2. Description of the Related Art Sheet glass used for automobile side windows and the like is cut into a shape suitable for the side windows, and the cut surface is chamfered in a post process. The chamfered plate glass is heated in a heating furnace to be bent and formed into a curved surface suitable for the side window. In this step, when chamfering or bending is performed on the cut glass, it is necessary to position the cut sheet glass at a predetermined position in order to maintain the processing and forming accuracy.

A plate glass positioning device (see FIG. 6) is used to position the plate glass.

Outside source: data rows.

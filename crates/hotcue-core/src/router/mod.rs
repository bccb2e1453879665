//! Multi-protocol delivery of action batches to downstream apps.
//!
//! A [`Router`] is built once from the configured [`AppTarget`]s and shared
//! read-only by every send. Each call to [`Router::send_actions`] is one
//! attempt: no retries, every await bounded by the target's timeout and by
//! the service [`Shutdown`] signal.
//!
//! The payload of every send is the owning trigger serialised as JSON, the
//! whole rule rather than only the actions in the batch.

mod error;
mod http;
mod osc;
mod target;
mod tcp;
mod udp;
mod wire;

pub use error::RouterError;
pub use target::{
    AppTarget, HttpTarget, OscTarget, Protocol, TcpTarget, UdpTarget, DEFAULT_HTTP_TIMEOUT,
    DEFAULT_OSC_PATH, DEFAULT_OSC_TIMEOUT, DEFAULT_TCP_TIMEOUT, DEFAULT_UDP_TIMEOUT,
};
pub use wire::payload;

use std::collections::BTreeMap;
use std::future::Future;
use std::time::Duration;

use crate::shutdown::Shutdown;
use crate::trigger::ActionRef;
use crate::types::AppId;

pub type Result<T> = std::result::Result<T, RouterError>;

pub struct Router {
    targets: BTreeMap<AppId, AppTarget>,
    client: reqwest::Client,
}

impl Router {
    pub fn new(targets: BTreeMap<AppId, AppTarget>) -> Self {
        Self {
            targets,
            client: reqwest::Client::new(),
        }
    }

    pub fn target(&self, destination: &AppId) -> Option<&AppTarget> {
        self.targets.get(destination)
    }

    pub fn targets(&self) -> impl Iterator<Item = (&AppId, &AppTarget)> {
        self.targets.iter()
    }

    /// Deliver `actions` to `destination` with a single protocol send.
    pub async fn send_actions(
        &self,
        destination: &AppId,
        actions: &[ActionRef],
        shutdown: &Shutdown,
    ) -> Result<()> {
        let target = self
            .targets
            .get(destination)
            .ok_or_else(|| RouterError::NoTarget(destination.clone()))?;

        for action in actions {
            if action.app_id() != destination {
                return Err(RouterError::DestinationMismatch {
                    action: action.app_id().clone(),
                    destination: destination.clone(),
                });
            }
        }

        let owner = actions
            .first()
            .ok_or_else(|| RouterError::EmptyBatch(destination.clone()))?
            .trigger();
        let payload = payload(owner)?;

        tracing::debug!(
            destination = %destination,
            protocol = %target.protocol(),
            actions = actions.len(),
            bytes = payload.len(),
            "sending actions"
        );

        match target {
            AppTarget::Http(t) => http::send(&self.client, t, &payload, shutdown).await,
            AppTarget::Udp(t) => udp::send(t, &payload, shutdown).await,
            AppTarget::Tcp(t) => tcp::send(t, &payload, shutdown).await,
            AppTarget::Osc(t) => osc::send(t, payload, shutdown).await,
        }
    }
}

/// Race `fut` against `timeout` and the shutdown signal; whichever finishes
/// first decides the outcome. An already-fired shutdown always wins.
pub(crate) async fn bounded<T, F>(
    protocol: Protocol,
    timeout: Duration,
    shutdown: &Shutdown,
    fut: F,
) -> Result<T>
where
    F: Future<Output = Result<T>>,
{
    tokio::select! {
        biased;
        _ = shutdown.cancelled() => Err(RouterError::Cancelled),
        res = tokio::time::timeout(timeout, fut) => {
            res.unwrap_or(Err(RouterError::Timeout { protocol, after: timeout }))
        }
    }
}

// ---------------------------------------------------------------------------
// Tests
// ---------------------------------------------------------------------------
//! TCP intake for the hotcue event stream.
//!
//! Every accepted connection is decoded on its own task; events from one
//! connection are forwarded in arrival order. A broken connection only ends
//! its own task. Bind failures and non-transient accept failures end the
//! whole listener and are returned to the caller.

use std::io;
use std::net::SocketAddr;

use chrono::Utc;
use hotcue_core::{HotcueEvent, Shutdown};
use thiserror::Error;
use tokio::io::AsyncRead;
use tokio::net::TcpListener;
use tokio::sync::mpsc;
use tokio::task::JoinSet;

use crate::decoder::{DecodeError, EventDecoder};

#[derive(Debug, Error)]
pub enum ListenerError {
    #[error("failed to bind event listener on {addr}: {source}")]
    Bind {
        addr: String,
        #[source]
        source: io::Error,
    },

    #[error("event listener accept failed: {0}")]
    Accept(#[source] io::Error),
}

pub async fn bind_events(addr: &str) -> Result<TcpListener, ListenerError> {
    TcpListener::bind(addr)
        .await
        .map_err(|source| ListenerError::Bind {
            addr: addr.to_string(),
            source,
        })
}

/// Accept connections until shutdown. Returns `Err` only for a fatal accept
/// failure; open connections are dropped either way.
pub async fn serve_events(
    listener: TcpListener,
    events: mpsc::Sender<HotcueEvent>,
    shutdown: Shutdown,
) -> Result<(), ListenerError> {
    if let Ok(addr) = listener.local_addr() {
        tracing::info!(%addr, "event listener ready");
    }

    let mut connections = JoinSet::new();
    loop {
        tokio::select! {
            biased;
            _ = shutdown.cancelled() => {
                tracing::info!("event listener shutting down");
                break;
            }
            Some(_) = connections.join_next(), if !connections.is_empty() => {}
            accepted = listener.accept() => match accepted {
                Ok((stream, peer)) => {
                    tracing::debug!(%peer, "event connection opened");
                    connections.spawn(serve_connection(
                        stream,
                        peer,
                        events.clone(),
                        shutdown.clone(),
                    ));
                }
                Err(e) if is_transient(&e) => {
                    tracing::debug!(error = %e, "transient accept error");
                }
                Err(e) => return Err(ListenerError::Accept(e)),
            },
        }
    }

    connections.shutdown().await;
    Ok(())
}

fn is_transient(e: &io::Error) -> bool {
    matches!(
        e.kind(),
        io::ErrorKind::ConnectionAborted
            | io::ErrorKind::ConnectionReset
            | io::ErrorKind::Interrupted
            | io::ErrorKind::WouldBlock
    )
}

async fn serve_connection<R>(
    reader: R,
    peer: SocketAddr,
    events: mpsc::Sender<HotcueEvent>,
    shutdown: Shutdown,
) where
    R: AsyncRead + Unpin,
{
    let mut decoder = EventDecoder::new(reader);
    let outcome = tokio::select! {
        _ = shutdown.cancelled() => Ok(()),
        res = forward(&mut decoder, &events) => res,
    };
    match outcome {
        Ok(()) => tracing::debug!(%peer, "event connection closed"),
        Err(e) => tracing::warn!(%peer, error = %e, "event connection dropped"),
    }
}

async fn forward<R: AsyncRead + Unpin>(
    decoder: &mut EventDecoder<R>,
    events: &mpsc::Sender<HotcueEvent>,
) -> Result<(), DecodeError> {
    while let Some(event) = decoder.next_event().await? {
        if events.send(event.stamped(Utc::now())).await.is_err() {
            // Orchestrator gone; nothing left to feed.
            break;
        }
    }
    Ok(())
}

The plate glass positioning device includes upper side stoppers 10A and 10B, a side side stopper 12 and a pusher 14. Upper side stopper 1
0A, 10B and the side edge stoppers 12 are positioned at the reference positions, and the pusher 14 has the upper edge stoppers 10A, 1B.
It is movably supported so as to push the plate glass in the direction of 0B and the side stopper 12.

Accordingly, when the plate glass 16 is pushed out by the pusher 14, the plate glass 16 comes into contact with three points of the upper side stoppers 10A, 10B and the side side stopper 12 and is positioned at a predetermined position. Incidentally, reference numeral 18 in FIG. 6 denotes an opening hole formed in the transport surface 20 for blowing air.

[0005]

However, in the method of extruding the sheet glass 16 with the pusher 14, the pusher 14 is used.
When the plate glass 16 is extruded by, the plate glass 16 may not be positioned at three points of the upper side stoppers 10A, 10B and the side side stopper 12, but may be positioned by only contacting the plate glass 16 at two points of stoppers. is there. in this case,
There is a problem that the plate glass 16 is positioned without being accurately arranged at a predetermined position.

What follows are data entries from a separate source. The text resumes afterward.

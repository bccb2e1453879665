mod cmd;
mod output;

use clap::{Parser, Subcommand};
use cmd::config::ConfigSubcommand;
use hotcue_core::config::DEFAULT_CONFIG_FILE;
use std::path::PathBuf;

#[derive(Parser)]
#[command(
    name = "hotcue-mesh",
    about = "Route DJ hotcue events to OBS, lighting and network endpoints",
    version,
    propagate_version = true
)]
struct Cli {
    /// Path to the service config
    #[arg(long, global = true, env = "HOTCUE_CONFIG", default_value = DEFAULT_CONFIG_FILE)]
    config: PathBuf,

    /// Output as JSON
    #[arg(long, global = true, short = 'j')]
    json: bool,

    #[command(subcommand)]
    command: Commands,
}

#[derive(Subcommand)]
enum Commands {
    /// Run the orchestrator with its event and config intakes
    Serve {
        /// Override listen.events (TCP event stream)
        #[arg(long)]
        events_addr: Option<String>,

        /// Override listen.config (HTTP config push)
        #[arg(long)]
        config_addr: Option<String>,
    },

    /// Write a starter config file
    Init {
        /// Overwrite an existing file
        #[arg(long)]
        force: bool,
    },

    /// Inspect the config file
    Config {
        #[command(subcommand)]
        subcommand: ConfigSubcommand,
    },

    /// List the configured destination targets
    Targets,

    /// Dry-run the matcher: which triggers would fire for an event
    Match {
        /// JSON file holding an array of triggers
        #[arg(long)]
        triggers: PathBuf,

        /// The event as a JSON object
        #[arg(long)]
        event: String,
    },
}

fn main() {
    let cli = Cli::parse();

    let default_level = match &cli.command {
        Commands::Serve { .. } => tracing::Level::INFO,
        _ => tracing::Level::WARN,
    };

    tracing_subscriber::fmt()
        .with_env_filter(
            tracing_subscriber::EnvFilter::from_default_env().add_directive(default_level.into()),
        )
        .with_target(false)
        .init();

    let config = cli.config.as_path();
    let result = match cli.command {
        Commands::Serve {
            events_addr,
            config_addr,
        } => cmd::serve::run(config, events_addr, config_addr),
        Commands::Init { force } => cmd::init::run(config, force),
        Commands::Config { subcommand } => cmd::config::run(config, subcommand, cli.json),
        Commands::Targets => cmd::targets::run(config, cli.json),
        Commands::Match { triggers, event } => {
            cmd::matching::run(config, &triggers, &event, cli.json)
        }
    };

    if let Err(e) = result {
        eprintln!("error: {e:#}");
        std::process::exit(1);
    }
}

Further, when the type of the sheet glass changes and the shape and weight of the sheet glass change, there is a problem that it takes time to position the pusher and adjust the extrusion direction. The present invention has been made in view of such circumstances,
An object of the present invention is to provide a plate-like material positioning method and device capable of positioning the plate glass with high accuracy and eliminating the need for pusher adjustment time when the shape or weight of the plate glass changes. To do.

[0007]

According to the present invention, there is provided a step of placing a plate-shaped material on a vibration plate of a vibration feeder means and feeding the plate-shaped material along a conveying path, and a step of feeding the plate-shaped material along the conveying path. The method for positioning a plate-shaped material, which comprises the step of positioning the plate-shaped material that has been fed by a stopper member at a predetermined position in the transport path, and an apparatus for carrying out the method.

[0008]

According to the present invention, the vibrating feeder means has a vibrating plate capable of vibrating and vibrates the vibrating plate to feed the plate-shaped material on the vibrating plate in a predetermined direction. Then, the stopper member stops the plate-shaped material fed in the predetermined direction at a predetermined position. As described above, by feeding the plate-shaped material in the predetermined direction using the vibrating feeder means, the plate-shaped material can be reliably brought into contact with the stopper member.

[0009]

DETAILED DESCRIPTION OF THE PREFERRED EMBODIMENTS A plate-like member positioning method and apparatus according to the present invention will be described below in detail with reference to the accompanying drawings. 1 is a perspective view showing a state where the plate-shaped material is positioned by the plate-shaped material positioning device according to the present invention, FIG. 2 is a sectional view of the plate-shaped material positioning device according to the present invention, and FIG. 3 is shown in FIG. It is an AA arrow line view. 4 is a plan view of the plate-shaped member positioning device according to the present invention, and FIG. 5 is a view taken along the line BB of FIG.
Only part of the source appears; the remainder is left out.